El Increíble Hulk abre ahora la puerta de un auto, me invita a subir: vamos a la cancha de Huracán. En unas horas saldré de su cabina con el aturdimiento que sólo dan los boliches y un recital. Los boliches, un recital y –sé ahora– su voz. Pero eso lo sabré entonces. Ahora, el tipo que en un mes cumplirá 25 años relatando a River y en estos días espera una victoria antinatural en Japón es sólo un hombre manso que abre la puerta de un auto.
Un hombre manso que se transformará.
La primera vez que Atilio Costa Febre relató a River fue en una conexión. Carlos Parnisari y Julio Ricardo comandaban la transmisión de radio Splendid, y como el partido de ellos había terminado y en el de River habían adicionado algunos minutos más, le preguntaron al pibe de 22 años si los podía relatar.
—Yo en mi vida, pero en mi vida, había soñado con ser relator —dice ahora Costa Febre, sentado en el asiento del acompañante, mientras el auto baja por avenida Pueyrredón.

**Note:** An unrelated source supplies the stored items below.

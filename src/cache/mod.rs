//! Result caching.
//!
//! [`ResultCache`] maps a [`Fingerprint`] to a previously computed
//! [`GeoResult`] with a per-entry expiry. Storage sits behind the small
//! [`CacheStore`] capability trait so the in-process [`MemoryStore`] can be
//! swapped for a shared or capacity-bounded backend without touching the
//! gateway.
//!
//! Expiry is lazy: [`ResultCache::get`] compares the entry's deadline with
//! the tokio clock at read time, so a paused test clock controls it. A
//! store may also drop entries on its own schedule (capacity eviction, its
//! own TTL sweep); that only ever turns a hit into a miss.

mod memory;

pub use memory::{CacheConfig, MemoryStore};

use std::sync::Arc;
use std::time::Duration;

use async_trait::async_trait;
use tokio::time::Instant;

use crate::Result;
use crate::fingerprint::Fingerprint;
use crate::telemetry;
use crate::types::GeoResult;

/// A stored result plus its expiry deadline.
#[derive(Debug, Clone)]
pub struct CacheEntry {
    pub value: GeoResult,
    /// Window this entry was stored for. Stores use it as a sweep hint.
    pub ttl: Duration,
    pub expires_at: Instant,
}

impl CacheEntry {
    /// Whether the entry has expired as of `now`.
    pub fn is_expired_at(&self, now: Instant) -> bool {
        now >= self.expires_at
    }
}

/// Backing store for [`ResultCache`].
///
/// Implementations must be safe to call from concurrent requests. A store
/// that cannot be reached returns
/// [`GeoGateError::CacheUnavailable`](crate::GeoGateError::CacheUnavailable).
#[async_trait]
pub trait CacheStore: Send + Sync {
    /// Store name for logs.
    fn name(&self) -> &str;

    /// Fetch the entry for `key`, expired or not.
    async fn get(&self, key: &Fingerprint) -> Result<Option<CacheEntry>>;

    /// Insert or overwrite the entry for `key`.
    async fn put(&self, key: Fingerprint, entry: CacheEntry) -> Result<()>;

    /// Remove the entry for `key`. Returns whether something was removed.
    async fn delete(&self, _key: &Fingerprint) -> Result<bool> {
        Ok(false)
    }
}

/// Fingerprint → result mapping with per-entry TTL.
#[derive(Clone)]
pub struct ResultCache {
    store: Arc<dyn CacheStore>,
}

impl ResultCache {
    /// Wrap an existing store.
    pub fn new(store: Arc<dyn CacheStore>) -> Self {
        Self { store }
    }

    /// Cache backed by a fresh [`MemoryStore`].
    pub fn in_memory(config: &CacheConfig) -> Self {
        Self::new(Arc::new(MemoryStore::new(config)))
    }

    /// Name of the backing store.
    pub fn store_name(&self) -> &str {
        self.store.name()
    }

    /// Look up a live result.
    ///
    /// Returns `Ok(None)` on a miss, including when the stored entry has
    /// expired. Emits cache hit/miss metrics.
    pub async fn get(&self, key: &Fingerprint) -> Result<Option<GeoResult>> {
        let entry = self.store.get(key).await?;
        match entry {
            Some(entry) if !entry.is_expired_at(Instant::now()) => {
                metrics::counter!(telemetry::CACHE_HITS_TOTAL).increment(1);
                Ok(Some(entry.value))
            }
            // Stale entries are left for the store's own sweep; a delete here
            // could race with a concurrent put of a fresh result.
            Some(_) | None => {
                metrics::counter!(telemetry::CACHE_MISSES_TOTAL).increment(1);
                Ok(None)
            }
        }
    }

    /// Store `value` under `key` for `ttl` from now, replacing any existing
    /// entry and restarting its window.
    pub async fn put(&self, key: Fingerprint, value: GeoResult, ttl: Duration) -> Result<()> {
        let entry = CacheEntry {
            value,
            ttl,
            expires_at: Instant::now() + ttl,
        };
        self.store.put(key, entry).await
    }

    /// Explicitly evict `key`.
    pub async fn delete(&self, key: &Fingerprint) -> Result<bool> {
        self.store.delete(key).await
    }
}
//! Tests for metrics integration.
//!
//! Uses `metrics_util::debugging::DebuggingRecorder` to capture and assert
//! on emitted metrics without needing a real exporter.

use std::sync::Arc;

use async_trait::async_trait;
use metrics_util::MetricKind;
use metrics_util::debugging::{DebugValue, DebuggingRecorder};

use geogate::telemetry;
use geogate::{
    Bounds, CacheEntry, CacheStore, Centroid, Fingerprint, GeoGateError, GeoGateway, GeoResult,
    Point, PointSet, Result, UpstreamClient, UpstreamOutcome,
};

// ============================================================================
// Mocks
// ============================================================================

struct FixedUpstream(UpstreamOutcome);

#[async_trait]
impl UpstreamClient for FixedUpstream {
    fn name(&self) -> &str {
        "fixed"
    }

    async fn call(&self, _points: &PointSet) -> UpstreamOutcome {
        self.0.clone()
    }
}

struct DeadStore;

#[async_trait]
impl CacheStore for DeadStore {
    fn name(&self) -> &str {
        "dead"
    }

    async fn get(&self, _key: &Fingerprint) -> Result<Option<CacheEntry>> {
        Err(GeoGateError::CacheUnavailable("down".into()))
    }

    async fn put(&self, _key: Fingerprint, _entry: CacheEntry) -> Result<()> {
        Err(GeoGateError::CacheUnavailable("down".into()))
    }
}

fn result() -> GeoResult {
    GeoResult {
        centroid: Centroid { lat: 1.0, lng: 2.0 },
        bounds: Bounds {
            north: 1.0,
            south: 1.0,
            east: 2.0,
            west: 2.0,
        },
    }
}

fn points() -> PointSet {
    PointSet::new(vec![Point::new(1.0, 2.0)]).unwrap()
}

// ============================================================================
// Snapshot type alias for readability
// ============================================================================

type SnapshotVec = Vec<(
    metrics_util::CompositeKey,
    Option<metrics::Unit>,
    Option<metrics::SharedString>,
    DebugValue,
)>;

// ============================================================================
// Helpers
// ============================================================================

/// Sum all counter values matching a given metric name.
fn counter_total(snapshot: &SnapshotVec, name: &str) -> u64 {
    snapshot
        .iter()
        .filter(|(key, _, _, _)| key.kind() == MetricKind::Counter && key.key().name() == name)
        .map(|(_, _, _, value)| match value {
            DebugValue::Counter(v) => *v,
            _ => 0,
        })
        .sum()
}

/// Sum counter values for `name` carrying label `label=value`.
fn labelled_counter(snapshot: &SnapshotVec, name: &str, label: &str, value: &str) -> u64 {
    snapshot
        .iter()
        .filter(|(key, _, _, _)| {
            key.kind() == MetricKind::Counter
                && key.key().name() == name
                && key
                    .key()
                    .labels()
                    .any(|l| l.key() == label && l.value() == value)
        })
        .map(|(_, _, _, value)| match value {
            DebugValue::Counter(v) => *v,
            _ => 0,
        })
        .sum()
}

/// Check if any histogram entries exist for a given metric name.
fn has_histogram(snapshot: &SnapshotVec, name: &str) -> bool {
    snapshot
        .iter()
        .any(|(key, _, _, _)| key.kind() == MetricKind::Histogram && key.key().name() == name)
}

// ============================================================================
// Tests
// ============================================================================

/// Runs async code within a local recorder scope on the multi-thread runtime.
///
/// `block_in_place` ensures the sync `with_local_recorder` closure stays
/// on the current thread while `block_on` drives the inner async work.
#[tokio::test(flavor = "multi_thread", worker_threads = 1)]
async fn miss_then_hit_records_metrics() {
    let recorder = DebuggingRecorder::new();
    let snapshotter = recorder.snapshotter();

    metrics::with_local_recorder(&recorder, || {
        tokio::task::block_in_place(|| {
            tokio::runtime::Handle::current().block_on(async {
                let gateway = GeoGateway::builder()
                    .upstream(Arc::new(FixedUpstream(UpstreamOutcome::Success(result()))))
                    .build()
                    .unwrap();
                gateway.process(&points()).await.unwrap();
                gateway.process(&points()).await.unwrap();
            })
        })
    });

    let snapshot = snapshotter.snapshot().into_vec();

    assert_eq!(counter_total(&snapshot, telemetry::CACHE_MISSES_TOTAL), 1);
    assert_eq!(counter_total(&snapshot, telemetry::CACHE_HITS_TOTAL), 1);
    assert_eq!(
        labelled_counter(
            &snapshot,
            telemetry::UPSTREAM_REQUESTS_TOTAL,
            "outcome",
            "success"
        ),
        1
    );
    assert!(
        has_histogram(&snapshot, telemetry::UPSTREAM_DURATION_SECONDS),
        "expected a duration histogram entry"
    );
}

#[tokio::test(flavor = "multi_thread", worker_threads = 1)]
async fn unreachable_records_outcome_label() {
    let recorder = DebuggingRecorder::new();
    let snapshotter = recorder.snapshotter();

    let outcome = metrics::with_local_recorder(&recorder, || {
        tokio::task::block_in_place(|| {
            tokio::runtime::Handle::current().block_on(async {
                let gateway = GeoGateway::builder()
                    .upstream(Arc::new(FixedUpstream(UpstreamOutcome::Unreachable(
                        "refused".into(),
                    ))))
                    .build()
                    .unwrap();
                gateway.process(&points()).await
            })
        })
    });
    assert!(outcome.is_err());

    let snapshot = snapshotter.snapshot().into_vec();

    assert_eq!(
        labelled_counter(
            &snapshot,
            telemetry::UPSTREAM_REQUESTS_TOTAL,
            "outcome",
            "unreachable"
        ),
        1
    );
    assert_eq!(counter_total(&snapshot, telemetry::CACHE_HITS_TOTAL), 0);
}

#[tokio::test(flavor = "multi_thread", worker_threads = 1)]
async fn cache_failures_are_counted() {
    let recorder = DebuggingRecorder::new();
    let snapshotter = recorder.snapshotter();

    let outcome = metrics::with_local_recorder(&recorder, || {
        tokio::task::block_in_place(|| {
            tokio::runtime::Handle::current().block_on(async {
                let gateway = GeoGateway::builder()
                    .upstream(Arc::new(FixedUpstream(UpstreamOutcome::Success(result()))))
                    .cache_store(Arc::new(DeadStore))
                    .build()
                    .unwrap();
                gateway.process(&points()).await
            })
        })
    });
    assert!(outcome.is_ok());

    let snapshot = snapshotter.snapshot().into_vec();

    assert_eq!(
        labelled_counter(&snapshot, telemetry::CACHE_ERRORS_TOTAL, "op", "get"),
        1
    );
    assert_eq!(
        labelled_counter(&snapshot, telemetry::CACHE_ERRORS_TOTAL, "op", "put"),
        1
    );
}

#[tokio::test]
async fn metrics_are_noop_without_recorder() {
    // Verify no panics when no recorder is installed.
    let gateway = GeoGateway::builder()
        .upstream(Arc::new(FixedUpstream(UpstreamOutcome::Success(result()))))
        .build()
        .unwrap();
    gateway.process(&points()).await.unwrap();
}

Pero la respuesta, entonces, no fue ésa: la respuesta fue que sí. Un domingo de 1985, el River de Saporiti derrotó 2-1 a Argentinos Juniors sobre la hora con un gol de Enzo Francescoli mientras un pibe de 22 años que hacía conexiones para radio Splendid gritaba y juraba que el gol había sido de Enrique Atanasio Villalba, un paraguayo que tenía el cuerpo del Búfalo Funes y el bigote de Pablo Escobar.

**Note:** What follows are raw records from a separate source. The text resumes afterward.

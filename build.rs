use vergen_gitcl::{Build, Cargo, Emitter, Gitcl};

fn main() -> Result<(), Box<dyn std::error::Error>> {
    let build = Build::builder().build_timestamp(true).build();
    let cargo = Cargo::builder().build();
    let gitcl = Gitcl::builder().sha(true).dirty(true).build();

    Emitter::default()
        .add_instructions(&build)?
        .add_instructions(&cargo)?
        .add_instructions(&gitcl)?
        .emit()?;

    Ok(())
}
//! geogate — run point batches through the caching gateway.
//!
//! Reads `{"points": [...]}` (or a bare array) from a file or stdin and
//! prints the upstream result as JSON.

use std::io::{self, Read};
use std::path::PathBuf;
use std::process::ExitCode;

use clap::Parser;
use serde::Deserialize;
use tracing::info;

use geogate::{GatewayConfig, GeoGateError, GeoGatewayBuilder, PointSet};

/// Caching gateway for geographic point batches
#[derive(Parser)]
#[command(name = "geogate")]
#[command(version = geogate::PKG_VERSION)]
#[command(about = "Fingerprint, cache and forward point batches to the compute service")]
struct Args {
    /// Path to configuration file.
    #[arg(short, long)]
    config: Option<PathBuf>,

    /// Upstream base URL (overrides config and environment).
    #[arg(long)]
    upstream: Option<String>,

    /// Cache TTL in seconds (overrides config and environment).
    #[arg(long)]
    ttl: Option<u64>,

    /// Process the same batch this many times.
    #[arg(long, default_value_t = 1)]
    repeat: u32,

    /// Input file (omit to read from stdin).
    file: Option<PathBuf>,
}

/// Accepted input shapes.
#[derive(Deserialize)]
#[serde(untagged)]
enum Input {
    Request { points: PointSet },
    Bare(PointSet),
}

impl Input {
    fn into_points(self) -> PointSet {
        match self {
            Input::Request { points } | Input::Bare(points) => points,
        }
    }
}

#[tokio::main]
async fn main() -> ExitCode {
    // Initialise tracing (default: warn; override with RUST_LOG).
    tracing_subscriber::fmt()
        .with_env_filter(
            tracing_subscriber::EnvFilter::try_from_default_env()
                .unwrap_or_else(|_| tracing_subscriber::EnvFilter::new("warn")),
        )
        .with_writer(io::stderr)
        .init();

    let args = Args::parse();

    match run(args).await {
        Ok(()) => ExitCode::SUCCESS,
        Err(e) => {
            eprintln!("error ({}): {}", e.status_code(), e.payload());
            ExitCode::FAILURE
        }
    }
}

async fn run(args: Args) -> Result<(), GeoGateError> {
    let mut config = GatewayConfig::load(args.config.as_deref())?;
    if let Some(url) = args.upstream {
        config.upstream.base_url = url;
    }
    if let Some(ttl) = args.ttl {
        config.cache.ttl_secs = ttl;
    }
    config.validate()?;

    let gateway = GeoGatewayBuilder::from_config(&config).build()?;

    info!(
        version = geogate::version_string(),
        upstream = %config.upstream.base_url,
        ttl_secs = config.cache.ttl_secs,
        "geogate starting"
    );

    let raw = read_input(args.file.as_deref())?;
    let points = serde_json::from_str::<Input>(&raw)?.into_points();

    for _ in 0..args.repeat.max(1) {
        let result = gateway.process(&points).await?;
        println!("{}", serde_json::to_string(&result)?);
    }

    Ok(())
}

fn read_input(file: Option<&std::path::Path>) -> Result<String, GeoGateError> {
    let read = match file {
        Some(path) => std::fs::read_to_string(path),
        None => {
            let mut buf = String::new();
            io::stdin().read_to_string(&mut buf).map(|_| buf)
        }
    };
    read.map_err(|e| GeoGateError::Configuration(format!("Failed to read input: {e}")))
}
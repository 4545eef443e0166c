use anchor_lang::prelude::*;

use crate::constants::SUBSCRIPTION_SEED;
use crate::errors::SubscriptionError;
use crate::events::SubscriptionUnpaused;
use crate::state::SubscriptionTerms;

/// Arguments for unpausing a subscription
#[derive(AnchorSerialize, AnchorDeserialize, Clone, Debug)]
pub struct UnpauseSubscriptionArgs {}

/// Accounts required for unpausing a subscription
#[derive(Accounts)]
pub struct UnpauseSubscription<'info> {
    #[account(
        mut,
        seeds = [SUBSCRIPTION_SEED, &subscription.nonce.to_le_bytes()],
        bump = subscription.bump,
        has_one = payee @ SubscriptionError::Unauthorized
    )]
    pub subscription: Account<'info, SubscriptionTerms>,

    /// Subscription payee (must sign)
    pub payee: Signer<'info>,
}

/// Handler for unpausing a subscription
///
/// Re-enables `subscribe` and charge operations. Schedules are not shifted
/// by a pause: a charge that came due while paused is immediately chargeable
/// again after unpausing.
pub fn handler(ctx: Context<UnpauseSubscription>, _args: UnpauseSubscriptionArgs) -> Result<()> {
    let subscription = &mut ctx.accounts.subscription;
    subscription.paused = false;

    emit!(SubscriptionUnpaused {
        subscription: subscription.key(),
    });

    msg!("Subscription {} unpaused", subscription.key());

    Ok(())
}
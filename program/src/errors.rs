use anchor_lang::prelude::*;

/// Custom error codes for the recurring-payment protocol
///
/// Note: Anchor automatically assigns error codes starting from 6000.
#[error_code]
pub enum SubscriptionError {
    /// When an identifier is added to an index set it is already a member of
    #[msg("Identifier is already present in the index set.")]
    AlreadyPresent,

    /// When an identifier is removed from an index set it is not a member of
    #[msg("Identifier is not present in the index set.")]
    NotPresent,

    /// When enumerating an index set past its last element
    #[msg("Index is out of bounds for the index set.")]
    IndexOutOfBounds,

    /// When an index set has reached its fixed account capacity
    #[msg("Index set is full. Remove an entry before adding another.")]
    IndexFull,

    /// When an operation references a subscription the directory does not know
    #[msg("Subscription is not registered with the directory.")]
    SubscriptionNotRegistered,

    /// When a non-payee or non-owner calls a privileged operation
    #[msg("Unauthorized. Only the subscription payee can perform this action.")]
    Unauthorized,

    /// When subscription terms are out of range (zero amount, zero interval,
    /// or interval above the 100-day cap)
    #[msg("Invalid subscription terms. Check amount and interval bounds.")]
    InvalidTerms,

    /// When a subscriber subscribes twice without unsubscribing in between
    #[msg("Subscriber is already subscribed to this subscription.")]
    AlreadySubscribed,

    /// When an operation requires an active subscriber state that is absent
    #[msg("Subscriber is not subscribed to this subscription.")]
    NotSubscribed,

    /// When a charge is attempted before the next payment is due
    #[msg("Payment is not due yet. Retry after the next due time.")]
    NotDue,

    /// When an operation is blocked by the subscription's pause state
    #[msg("Subscription is paused.")]
    Paused,

    /// When a bounty reward exceeds the subscription's per-cycle amount
    #[msg("Bounty reward must not exceed the subscription amount.")]
    RewardExceedsAmount,

    /// When a bounty is registered for a subscription that already has one
    #[msg("A bounty is already registered for this subscription.")]
    RewardAlreadyRegistered,

    /// When a bounty operation targets a subscription with no active bounty
    #[msg("No bounty is registered for this subscription.")]
    RewardNotRegistered,

    /// When the delegated allowance is insufficient to pull the charge
    #[msg("Insufficient delegated allowance to pull the due payment.")]
    InsufficientAllowance,

    /// When the subscriber's token balance cannot cover the charge
    #[msg("Insufficient token balance to cover the due payment.")]
    InsufficientFunds,

    /// When the subscriber-to-payee transfer did not move the expected amount
    #[msg("Payment transfer failed or did not move the expected amount.")]
    PaymentFailed,

    /// When the payee-to-caller reward transfer did not move the expected amount
    #[msg("Bounty reward transfer failed or did not move the expected amount.")]
    BountyPaymentFailed,

    /// When arithmetic operations would overflow/underflow
    #[msg("Arithmetic operation would result in overflow or underflow.")]
    ArithmeticError,

    /// When a token account is for a different mint than the subscription's
    #[msg("Token account mint does not match the subscription's funding token.")]
    WrongMint,

    /// When a provided token account is invalid or owned by the wrong party
    #[msg("Invalid token account for this operation.")]
    InvalidTokenAccount,

    /// When deleting a subscription whose registered bounty account was not
    /// supplied for the cascade
    #[msg("A bounty is registered for this subscription. Pass its account so deletion can close it.")]
    BountyAccountRequired,
}
use anchor_lang::prelude::*;

use crate::constants::SUBSCRIPTION_SEED;
use crate::errors::SubscriptionError;
use crate::events::SubscriptionPaused;
use crate::state::SubscriptionTerms;

/// Arguments for pausing a subscription
#[derive(AnchorSerialize, AnchorDeserialize, Clone, Debug)]
pub struct PauseSubscriptionArgs {}

/// Accounts required for pausing a subscription
#[derive(Accounts)]
pub struct PauseSubscription<'info> {
    #[account(
        mut,
        seeds = [SUBSCRIPTION_SEED, &subscription.nonce.to_le_bytes()],
        bump = subscription.bump,
        has_one = payee @ SubscriptionError::Unauthorized
    )]
    pub subscription: Account<'info, SubscriptionTerms>,

    /// Subscription payee (must sign)
    pub payee: Signer<'info>,
}

/// Handler for pausing a subscription
///
/// While paused, `subscribe` and charge operations against this subscription
/// fail with `Paused`. Unsubscribe stays available so subscribers are never
/// locked in.
pub fn handler(ctx: Context<PauseSubscription>, _args: PauseSubscriptionArgs) -> Result<()> {
    let subscription = &mut ctx.accounts.subscription;
    subscription.paused = true;

    emit!(SubscriptionPaused {
        subscription: subscription.key(),
    });

    msg!("Subscription {} paused", subscription.key());

    Ok(())
}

—Jodeme que me olvidé los anteojos. ¡Pero cómo me olvidé los anteojos, no te puedo creer!—, se queja Costa Febre, recién acomodado en la cabina de Huracán. Es chiquita, un corralito al que se entra por una puerta que parece de un baño de Constitución y en el que unos vidrios flacos separan a diez hombres que van a relatar, comentar y afinar la consola de su transmisión. Cuando el partido empiece esto retumbará como el pasillo de un manicomio amotinado; las paredes parecen de piedra pómez, hay una telaraña en un rincón. La vista es una, pero la sensación es otra: para quien creció escuchando en la radio partidos que nunca vio, entrar acá es como cuando te abren la puerta de la cabina del avión.

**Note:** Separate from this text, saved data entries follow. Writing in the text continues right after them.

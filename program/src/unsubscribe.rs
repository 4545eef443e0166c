use anchor_lang::prelude::*;

use crate::constants::{SUBSCRIBED_BY_SEED, SUBSCRIBER_SEED, SUBSCRIPTION_SEED};
use crate::errors::SubscriptionError;
use crate::events::Unsubscribed;
use crate::state::{SubscriberIndex, SubscriberState, SubscriptionTerms};

#[derive(AnchorSerialize, AnchorDeserialize, Clone, Debug)]
pub struct UnsubscribeArgs {}

#[derive(Accounts)]
pub struct Unsubscribe<'info> {
    /// Subscription being left. Unsubscribe is deliberately not blocked by
    /// the pause flag so subscribers can always exit.
    #[account(
        seeds = [SUBSCRIPTION_SEED, &subscription.nonce.to_le_bytes()],
        bump = subscription.bump
    )]
    pub subscription: Account<'info, SubscriptionTerms>,

    /// Billing state to clear; closing it zeroes the schedule and refunds
    /// rent to the subscriber
    #[account(
        mut,
        close = subscriber,
        seeds = [SUBSCRIBER_SEED, subscription.key().as_ref(), subscriber.key().as_ref()],
        bump = subscriber_state.bump
    )]
    pub subscriber_state: Account<'info, SubscriberState>,

    #[account(
        mut,
        seeds = [SUBSCRIBED_BY_SEED, subscriber.key().as_ref()],
        bump = subscriber_index.bump
    )]
    pub subscriber_index: Account<'info, SubscriberIndex>,

    #[account(mut)]
    pub subscriber: Signer<'info>,
}

/// Handler for unsubscribing from a subscription
pub fn handler(ctx: Context<Unsubscribe>, _args: UnsubscribeArgs) -> Result<()> {
    require!(
        ctx.accounts.subscriber_state.next_payment_at != 0,
        SubscriptionError::NotSubscribed
    );

    ctx.accounts
        .subscriber_index
        .subscriptions
        .remove(&ctx.accounts.subscription.key())?;

    emit!(Unsubscribed {
        subscription: ctx.accounts.subscription.key(),
        payee: ctx.accounts.subscription.payee,
        subscriber: ctx.accounts.subscriber.key(),
    });

    msg!(
        "Subscriber {} unsubscribed from {}",
        ctx.accounts.subscriber.key(),
        ctx.accounts.subscription.key()
    );

    Ok(())
}
use anchor_lang::prelude::*;
use anchor_spl::token::{self, Mint, Token, TokenAccount, TransferChecked};

use crate::constants::DELEGATE_SEED;
use crate::errors::SubscriptionError;

/// Validates that a token account carries an active approval for the
/// program's global delegate PDA covering at least `required` units.
///
/// The delegated amount read here may already be stale by the time the
/// transfer CPI executes (the owner can race an `approve`), so callers must
/// still treat the transfer itself as fallible. This check only exists to
/// surface `InsufficientAllowance` instead of an opaque token-program error.
///
/// # Errors
/// - `Unauthorized` if the account's delegate is not the program delegate
///   (revoked, never approved, or approved to someone else)
/// - `InsufficientAllowance` if the delegated amount is below `required`
pub fn assert_delegate_approval(
    token_account: &TokenAccount,
    program_delegate: &Pubkey,
    required: u64,
) -> Result<()> {
    let actual_delegate = Option::<Pubkey>::from(token_account.delegate);
    require!(
        actual_delegate == Some(*program_delegate),
        SubscriptionError::Unauthorized
    );
    require!(
        token_account.delegated_amount >= required,
        SubscriptionError::InsufficientAllowance
    );
    Ok(())
}

/// Pulls `amount` from `from` to `to` through the program's delegate PDA and
/// verifies the destination balance actually grew by `amount`.
///
/// Some tokens report success without moving funds, so the boolean-style
/// success signal of the transfer is not trusted on its own: the destination
/// account is reloaded after the CPI and the observed balance delta must
/// match. Any shortfall fails the instruction with `failure`, which reverts
/// every state change in the transaction.
///
/// # Errors
/// - `failure` if the CPI fails or the destination delta is not `amount`
/// - `ArithmeticError` if the expected destination balance overflows
pub fn transfer_via_delegate<'info>(
    token_program: &Program<'info, Token>,
    from: &Account<'info, TokenAccount>,
    to: &mut Account<'info, TokenAccount>,
    mint: &Account<'info, Mint>,
    program_delegate: &UncheckedAccount<'info>,
    delegate_bump: u8,
    amount: u64,
    failure: SubscriptionError,
) -> Result<()> {
    let expected = to
        .amount
        .checked_add(amount)
        .ok_or(SubscriptionError::ArithmeticError)?;

    let delegate_seeds: &[&[&[u8]]] = &[&[DELEGATE_SEED, &[delegate_bump]]];

    let transfer = TransferChecked {
        from: from.to_account_info(),
        mint: mint.to_account_info(),
        to: to.to_account_info(),
        authority: program_delegate.to_account_info(),
    };

    token::transfer_checked(
        CpiContext::new_with_signer(
            token_program.to_account_info(),
            transfer,
            delegate_seeds,
        ),
        amount,
        mint.decimals,
    )
    .map_err(|_| failure)?;

    to.reload()?;
    if to.amount != expected {
        return Err(failure.into());
    }

    Ok(())
}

Estamos apretados contra un córner, bien enfrente del arco en el que se meterán los cuatro goles del 2-2 que eliminará a River en las semifinales de la Sudamericana, el último partido que jugó el equipo de Gallardo antes de debutar en la otra semifinal, la definitiva, la que espera hace seis meses: el estreno en el Mundial de Clubes de Japón. Costa Febre se aprieta contra la pared. A su izquierda están Nicolás Distasio, comentarista por la ausencia de Silvio Chatas, y quien en la transmisión de AM 950 es la voz del hincha, Antonio La Regina. El relator se sienta, apoya un botinero negro sobre los muslos, se entrega a su ritual: saca una estatuilla de la Virgen y la acomoda en el pupitre, saca una estampilla de San Expedito, un pisador del papa Francisco, saca una medalla, un rosario, una cruz.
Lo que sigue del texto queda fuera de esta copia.